### [What you need to do]
Establish how many lines in the records below include the word "detection"; respond with that number only.

### [Information shown]
//! Clip production worker binary.

use std::sync::Arc;

use metrics_exporter_prometheus::PrometheusBuilder;
use tracing::{error, info, warn};
use tracing_subscriber::{fmt, prelude::*, EnvFilter};

use supoclip_media::{check_ffmpeg, check_ffprobe, check_ytdlp, DownloadOptions, FontCatalog};
use supoclip_models::DEFAULT_FONT_FAMILY;
use supoclip_queue::JobQueue;
use supoclip_store::{connect_store, StoreConfig, TaskManager};
use supoclip_worker::{
    FfmpegClipRenderer, GeminiScorer, HeuristicScorer, MediaSourceNormalizer, Pipeline,
    PipelineSettings, PipelineStages, ScorerKind, SegmentScorer, SegmentSelector,
    SelectorSettings, TaskExecutor, WhisperTranscriber, WorkerConfig,
};

#[tokio::main]
async fn main() {
    // Install rustls crypto provider (required for TLS/HTTPS)
    rustls::crypto::ring::default_provider()
        .install_default()
        .expect("Failed to install rustls crypto provider");

    dotenvy::dotenv().ok();

    let use_json = std::env::var("LOG_FORMAT")
        .map(|v| v.to_lowercase() == "json")
        .unwrap_or(false);

    let env_filter = EnvFilter::from_default_env()
        .add_directive("supoclip_worker=info".parse().unwrap())
        .add_directive("supoclip_store=info".parse().unwrap())
        .add_directive("supoclip_media=info".parse().unwrap());

    if use_json {
        tracing_subscriber::registry()
            .with(fmt::layer().json())
            .with(env_filter)
            .init();
    } else {
        tracing_subscriber::registry()
            .with(
                fmt::layer()
                    .with_ansi(true)
                    .with_target(true)
                    .with_thread_ids(false)
                    .with_file(false)
                    .with_line_number(false),
            )
            .with(env_filter)
            .init();
    }

    info!("Starting supoclip-worker");

    let config = WorkerConfig::from_env();
    if let Err(e) = config.validate() {
        error!("Invalid worker configuration: {}", e);
        std::process::exit(1);
    }
    info!("Worker config: {:?}", config);

    for check in [check_ffmpeg, check_ffprobe] {
        if let Err(e) = check() {
            error!("{}", e);
            std::process::exit(1);
        }
    }
    if let Err(e) = check_ytdlp() {
        warn!("{}; remote sources will fail", e);
    }

    if let Some(port) = config.metrics_port {
        match PrometheusBuilder::new()
            .with_http_listener(([0, 0, 0, 0], port))
            .install()
        {
            Ok(()) => info!("Prometheus exporter listening on port {}", port),
            Err(e) => warn!("Failed to start Prometheus exporter: {}", e),
        }
    }

    let store = match connect_store(&StoreConfig::from_env()).await {
        Ok(s) => s,
        Err(e) => {
            error!("Failed to connect task store: {}", e);
            std::process::exit(1);
        }
    };
    let manager = Arc::new(TaskManager::new(store));

    let queue = match JobQueue::from_env() {
        Ok(q) => q,
        Err(e) => {
            error!("Failed to create job queue: {}", e);
            std::process::exit(1);
        }
    };

    let pipeline = Pipeline::new(manager, build_stages(&config), PipelineSettings::from_config(&config));
    let executor = Arc::new(TaskExecutor::new(config, queue, pipeline));

    let signal_executor = Arc::clone(&executor);
    tokio::spawn(async move {
        tokio::signal::ctrl_c().await.ok();
        info!("Received shutdown signal");
        signal_executor.shutdown();
    });

    if let Err(e) = executor.run().await {
        error!("Executor error: {}", e);
        std::process::exit(1);
    }

    info!("Worker shutdown complete");
}

fn build_stages(config: &WorkerConfig) -> PipelineStages {
    let settings = SelectorSettings {
        max_clips: config.max_clips,
        min_duration: config.min_clip_duration,
        max_duration: config.max_clip_duration,
        min_relevance: config.min_relevance,
    };

    let scorer: Arc<dyn SegmentScorer> = match (config.scorer, &config.gemini_api_key) {
        (ScorerKind::Gemini, Some(key)) => {
            Arc::new(GeminiScorer::new(key.clone(), config.llm_model.clone(), settings.clone()))
        }
        _ => Arc::new(HeuristicScorer::new()),
    };
    info!(scorer = scorer.name(), "Segment scorer selected");

    let download = DownloadOptions {
        timeout: config.acquisition_timeout,
        cookies_file: config.cookies_file.clone(),
        ..DownloadOptions::default()
    };

    PipelineStages {
        normalizer: Arc::new(MediaSourceNormalizer::new(
            config.upload_dir.clone(),
            download,
            config.max_video_duration,
        )),
        transcriber: Arc::new(WhisperTranscriber::new(
            config.whisper_api_url.clone(),
            config.whisper_api_key.clone(),
            config.whisper_model.clone(),
        )),
        selector: SegmentSelector::new(scorer, settings),
        renderer: Arc::new(build_renderer(config)),
    }
}

fn build_renderer(config: &WorkerConfig) -> FfmpegClipRenderer {
    let renderer = FfmpegClipRenderer::new(
        FontCatalog::new(config.fonts_dir.clone(), DEFAULT_FONT_FAMILY),
        config.render_timeout,
    );
    let Some(cascade) = &config.face_cascade_path else {
        return renderer;
    };

    #[cfg(feature = "face-detection")]
    {
        match supoclip_media::HaarCascadeDetector::new(cascade) {
            Ok(detector) => {
                info!(cascade = %cascade.display(), "Face-centred framing enabled");
                renderer.with_face_detector(Arc::new(detector))
            }
            Err(e) => {
                warn!("Face detection unavailable, using centre crop: {}", e);
                renderer
            }
        }
    }

    #[cfg(not(feature = "face-detection"))]
    {
        warn!(
            cascade = %cascade.display(),
            "FACE_CASCADE_PATH set but built without face-detection; using centre crop"
        );
        renderer
    }
}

### [Exercise solution]
4